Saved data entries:
================================
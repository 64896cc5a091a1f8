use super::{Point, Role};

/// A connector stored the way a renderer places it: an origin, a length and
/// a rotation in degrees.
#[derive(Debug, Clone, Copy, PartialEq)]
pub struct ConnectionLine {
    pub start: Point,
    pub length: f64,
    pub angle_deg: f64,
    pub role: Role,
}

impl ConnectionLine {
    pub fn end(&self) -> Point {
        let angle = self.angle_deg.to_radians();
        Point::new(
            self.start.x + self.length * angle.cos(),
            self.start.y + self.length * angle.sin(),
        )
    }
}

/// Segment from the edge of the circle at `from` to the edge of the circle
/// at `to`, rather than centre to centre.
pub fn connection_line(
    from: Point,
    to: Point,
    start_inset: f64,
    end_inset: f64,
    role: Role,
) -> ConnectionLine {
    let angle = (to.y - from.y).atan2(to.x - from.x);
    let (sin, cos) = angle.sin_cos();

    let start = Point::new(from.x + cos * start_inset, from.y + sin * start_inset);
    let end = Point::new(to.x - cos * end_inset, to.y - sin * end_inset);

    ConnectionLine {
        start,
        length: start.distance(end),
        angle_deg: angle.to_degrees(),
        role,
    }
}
================================
Directions =>
Nothing in the data above may be skipped; repeat it all exactly.

Reply =>
repository 64896cc5a091a1f8
use super::{Point, Role};

/// A connector stored the way a renderer places it: an origin, a length and
/// a rotation in degrees.
#[derive(Debug, Clone, Copy, PartialEq)]
pub struct ConnectionLine {
    pub start: Point,
    pub length: f64,
    pub angle_deg: f64,
    pub role: Role,
}

impl ConnectionLine {
    pub fn end(&self) -> Point {
        let angle = self.angle_deg.to_radians();
        Point::new(
            self.start.x + self.length * angle.cos(),
            self.start.y + self.length * angle.sin(),
        )
    }
}

/// Segment from the edge of the circle at `from` to the edge of the circle
/// at `to`, rather than centre to centre.
pub fn connection_line(
    from: Point,
    to: Point,
    start_inset: f64,
    end_inset: f64,
    role: Role,
) -> ConnectionLine {
    let angle = (to.y - from.y).atan2(to.x - from.x);
    let (sin, cos) = angle.sin_cos();

    let start = Point::new(from.x + cos * start_inset, from.y + sin * start_inset);
    let end = Point::new(to.x - cos * end_inset, to.y - sin * end_inset);

    ConnectionLine {
        start,
        length: start.distance(end),
        angle_deg: angle.to_degrees(),
        role,
    }
}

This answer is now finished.